The killing of Afghani innocents by an American staff sergeant is one of the prices of war. The murder of women and children in the middle of the night is a horror that is hard to understand but should be investigated.

This disgraceful act joins other unexpected problems, from soldiers urinating on dead Iraqis to civilians dying in drone attacks and the burning of the Koran, which have hindered the relationship between NATO troops and the Afghan people and government. This is especially true at a critical time like this, with preparations for the troops to withdraw and the end of this war for Americans.

Many unanswered questions about this latest incident still remain. However, the accused may suffer from Post-Traumatic Stress Disorder (PTSD), since he was deployed to Iraq three times and to Afghanistan once.

The problem goes beyond wars. The Rand Corporation estimated that 20% of 2.4 million soldiers who were in Iraq and Afghanistan may suffer from PTSD. Soldiers returning from combat tours are experiencing major difficulties adapting, including addiction, suicide and erratic behavior that leads to death.

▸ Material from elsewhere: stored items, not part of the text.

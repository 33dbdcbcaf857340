//! Internal error taxonomy. Everything user-visible is eventually flattened
//! into a JSON-RPC [`ErrorData`] envelope; these enums exist so callers can
//! match on what actually went wrong before that flattening happens.

use std::{borrow::Cow, time::Duration};

use thiserror::Error;

use crate::{
    model::{ErrorData, RequestId},
    session::SessionId,
};

/// Errors raised by a transport while sending or managing its lifecycle.
#[derive(Debug, Error)]
pub enum TransportError {
    #[error("transport configuration error: {0}")]
    Config(Cow<'static, str>),

    #[error("broker error: {0}")]
    Broker(#[source] Box<dyn std::error::Error + Send + Sync>),

    #[error("transport closed")]
    Closed,
}

impl TransportError {
    pub fn broker(error: impl std::error::Error + Send + Sync + 'static) -> Self {
        TransportError::Broker(Box::new(error))
    }
}

/// Errors raised by a session store.
#[derive(Debug, Error)]
pub enum SessionError {
    #[error("session not found: {0}")]
    NotFound(SessionId),

    #[error("session expired: {0}")]
    Expired(SessionId),

    #[error("session store error: {0}")]
    Store(#[source] Box<dyn std::error::Error + Send + Sync>),
}

impl From<SessionError> for ErrorData {
    // A bad session id is effectively a bad parameter.
    fn from(error: SessionError) -> Self {
        ErrorData::invalid_params(error.to_string())
    }
}

/// Errors surfaced by the protocol engine to callers of `send`/`request`.
#[derive(Debug, Error)]
pub enum ServiceError {
    #[error("transport error: {0}")]
    Transport(#[from] TransportError),

    #[error("request {request_id} timed out after {timeout:?}")]
    Timeout {
        request_id: RequestId,
        session_id: Option<SessionId>,
        timeout: Duration,
    },

    #[error("connection closed")]
    ConnectionClosed,

    #[error("aborted by external signal")]
    Aborted,

    #[error("unknown connection: {0}")]
    UnknownConnection(String),

    #[error("peer answered with an error: {0}")]
    ErrorResponse(ErrorData),

    #[error("message is a notification; no response will arrive")]
    NotARequest,

    #[error("client does not support capability {0}")]
    MissingCapability(String),
}

impl From<ServiceError> for ErrorData {
    fn from(error: ServiceError) -> Self {
        match error {
            ServiceError::ErrorResponse(data) => data,
            ServiceError::Timeout { .. } => ErrorData::internal_error("Request timeout"),
            other => ErrorData::internal_error(other.to_string()),
        }
    }
}

/// Errors raised while assembling the engine: feature installation and
/// connection management.
#[derive(Debug, Error)]
pub enum ProtocolError {
    #[error("a handler is already registered for method {0}")]
    DuplicateHandler(String),

    #[error("feature initialization failed: {0}")]
    FeatureInit(#[source] Box<dyn std::error::Error + Send + Sync>),

    #[error("transport error: {0}")]
    Transport(#[from] TransportError),
}

#[cfg(test)]
mod tests {
    use super::*;
    use crate::model::ErrorCode;

    #[test]
    fn test_timeout_flattens_to_request_timeout_envelope() {
        let error = ServiceError::Timeout {
            request_id: 3u64.into(),
            session_id: None,
            timeout: Duration::from_secs(30),
        };
        let data: ErrorData = error.into();
        assert_eq!(data.code, ErrorCode::INTERNAL_ERROR);
        assert_eq!(data.message, "Request timeout");
    }

    #[test]
    fn test_error_response_passes_through() {
        let original = ErrorData::method_not_found("tools/call");
        let data: ErrorData = ServiceError::ErrorResponse(original.clone()).into();
        assert_eq!(data, original);
    }

    #[test]
    fn test_session_errors_are_invalid_params() {
        let data: ErrorData = SessionError::NotFound("s1".into()).into();
        assert_eq!(data.code, ErrorCode::INVALID_PARAMS);
    }
}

It is unfortunate that instead of helping these soldiers, in some cases the opposite happens.

A case in point is the Madigan Army Medical Center, which is being investigated for supposedly reversing the diagnoses of hundreds of soldiers suffering from PTSD to reduce costs.

Madigan is located at Joint Base Lewis-McChord near Tacoma, Washington, and might have sent soldiers with mental disorders back into the battlefield. The sergeant implicated in the recent killing spree came from this base, as well as another staff sergeant who was recently convicted of killing Afghan civilians for sport.

The treatment soldiers receive has also deteriorated, because there has been more emphasis on medication than on more comprehensive therapy. Estimates show that treating a war veteran with PTSD costs an average of $8,300 the first year and $4,200 the second.

The human lives lost are irreplaceable, while the hundreds of billions of dollars spent are unrecoverable. At least, we must do justice to the soldiers who return mentally affected by war and treat them for the disorders they developed while fulfilling their missions. They deserve to rebuild their lives after the horrors of war.